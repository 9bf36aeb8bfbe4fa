use crate::config::SortConfig;
use crate::error::{check_partition_range, check_range, SortError};
use crate::highlight::{Highlighter, Signal};
use crate::partition::lomuto;
use crate::pivot::{place_pivot, PivotStrategy};
use crate::stats::SortStats;

/// Sorts `v[start..=end]` ascending in place with the default config.
///
/// `start == end + 1` denotes an empty range and returns without touching `v`.
///
/// With [`PivotStrategy::Last`] sorted, reverse sorted and all-equal input recurse once per
/// element. A few hundred thousand such elements overflow the thread's stack and abort the
/// process, use [`PivotStrategy::MedianOfThree`] or a larger stack for inputs of that shape.
pub fn sort(
    v: &mut [i32],
    start: usize,
    end: usize,
    highlighter: &mut dyn Highlighter,
) -> Result<SortStats, SortError> {
    Engine::default().sort(v, start, end, highlighter)
}

/// Sorts all of `v` with the default config.
///
/// Same recursion depth caveat as [`sort`].
pub fn sort_all(v: &mut [i32], highlighter: &mut dyn Highlighter) -> SortStats {
    Engine::default().sort_all(v, highlighter)
}

/// Partitions `v[start..=end]` once around `v[end]` and returns the pivot's final index.
pub fn partition(
    v: &mut [i32],
    start: usize,
    end: usize,
    highlighter: &mut dyn Highlighter,
) -> Result<usize, SortError> {
    Engine::default()
        .partition(v, start, end, highlighter)
        .map(|(pivot_pos, _)| pivot_pos)
}

/// Quicksort driver bound to a [`SortConfig`].
#[derive(Debug, Default, Clone)]
pub struct Engine {
    config: SortConfig,
}

impl Engine {
    pub fn new(config: SortConfig) -> Self {
        Self { config }
    }

    pub fn config(&self) -> &SortConfig {
        &self.config
    }

    /// Sorts `v[start..=end]` ascending in place.
    ///
    /// Fails with [`SortError::OutOfRange`] if the range doesn't fit into `v` and with
    /// [`SortError::InvalidRange`] if `start > end + 1`. On error `v` is untouched and the
    /// highlighter is never called.
    ///
    /// Recursion depth follows the pivot choices, with [`PivotStrategy::Last`] sorted input of
    /// length N recurses N - 1 levels deep. Large inputs of that shape overflow the stack and abort
    /// the process.
    #[tracing::instrument(
        level = "debug",
        skip(self, v, highlighter),
        fields(len = v.len(), pivot = %self.config.pivot_strategy)
    )]
    pub fn sort(
        &self,
        v: &mut [i32],
        start: usize,
        end: usize,
        highlighter: &mut dyn Highlighter,
    ) -> Result<SortStats, SortError> {
        check_range(v.len(), start, end)?;

        let mut pass = Pass::new(&self.config, highlighter);
        pass.quicksort(v, start, end, 0);
        let stats = pass.finish();

        tracing::debug!(
            partitions = stats.partitions,
            comparisons = stats.comparisons,
            max_depth = stats.max_depth,
            "sorted range"
        );
        Ok(stats)
    }

    /// Sorts all of `v`, including the empty sequence a closed range can't express.
    ///
    /// Same recursion depth caveat as [`Engine::sort`].
    pub fn sort_all(&self, v: &mut [i32], highlighter: &mut dyn Highlighter) -> SortStats {
        let mut pass = Pass::new(&self.config, highlighter);
        if let Some(end) = v.len().checked_sub(1) {
            pass.quicksort(v, 0, end, 0);
        }
        pass.finish()
    }

    /// Runs a single partition step over `v[start..=end]`, pivot selection included.
    ///
    /// The returned stats count it as one partition at depth 1.
    pub fn partition(
        &self,
        v: &mut [i32],
        start: usize,
        end: usize,
        highlighter: &mut dyn Highlighter,
    ) -> Result<(usize, SortStats), SortError> {
        check_partition_range(v.len(), start, end)?;

        let mut pass = Pass::new(&self.config, highlighter);
        let pivot_pos = pass.partition(v, start, end, 1);
        Ok((pivot_pos, pass.finish()))
    }
}

/// State of one top-level call.
struct Pass<'a> {
    strategy: PivotStrategy,
    signal: Signal<'a>,
    stats: SortStats,
}

impl<'a> Pass<'a> {
    fn new(config: &'a SortConfig, highlighter: &'a mut dyn Highlighter) -> Self {
        Self {
            strategy: config.pivot_strategy,
            signal: Signal::new(highlighter, &config.pivot_marker),
            stats: SortStats::default(),
        }
    }

    /// Sorts `v[start..=end]` recursively. `depth` is the number of partitions enclosing this
    /// range.
    ///
    /// Recursion depth is unbounded by design of the last element pivot, sorted input of length
    /// N recurses N - 1 levels deep.
    fn quicksort(&mut self, v: &mut [i32], start: usize, end: usize, depth: u32) {
        // Zero or one element, nothing to do.
        if start >= end {
            return;
        }

        let depth = depth + 1;
        let pivot_pos = self.partition(v, start, end, depth);

        // Left and right never overlap and exclude the pivot, which is already in place.
        if pivot_pos > start {
            self.quicksort(v, start, pivot_pos - 1, depth);
        }
        self.quicksort(v, pivot_pos + 1, end, depth);
    }

    /// One partition step at `depth`, the only place partitions and depth are counted.
    fn partition(&mut self, v: &mut [i32], start: usize, end: usize, depth: u32) -> usize {
        self.stats.partitions += 1;
        self.stats.max_depth = self.stats.max_depth.max(depth);

        place_pivot(v, start, end, self.strategy, &mut self.signal, &mut self.stats);
        lomuto(v, start, end, &mut self.signal, &mut self.stats)
    }

    fn finish(mut self) -> SortStats {
        self.stats.highlight_failures = self.signal.failures();
        self.stats
    }
}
..............................
* Goal of the exercise *
An exact copy is required of each line from the one containing "input of length" through the last line of the material, and of no other line.

* Answer section *
    /// Recursion depth is unbounded by design of the last element pivot, sorted input of length
    /// N recurses N - 1 levels deep.
    fn quicksort(&mut self, v: &mut [i32], start: usize, end: usize, depth: u32) {
        // Zero or one element, nothing to do.
        if start >= end {
            return;
        }

        let depth = depth + 1;
        let pivot_pos = self.partition(v, start, end, depth);

        // Left and right never overlap and exclude the pivot, which is already in place.
        if pivot_pos > start {
            self.quicksort(v, start, pivot_pos - 1, depth);
        }
        self.quicksort(v, pivot_pos + 1, end, depth);
    }

    /// One partition step at `depth`, the only place partitions and depth are counted.
    fn partition(&mut self, v: &mut [i32], start: usize, end: usize, depth: u32) -> usize {
        self.stats.partitions += 1;
        self.stats.max_depth = self.stats.max_depth.max(depth);

        place_pivot(v, start, end, self.strategy, &mut self.signal, &mut self.stats);
        lomuto(v, start, end, &mut self.signal, &mut self.stats)
    }

    fn finish(mut self) -> SortStats {
        self.stats.highlight_failures = self.signal.failures();
        self.stats
    }
}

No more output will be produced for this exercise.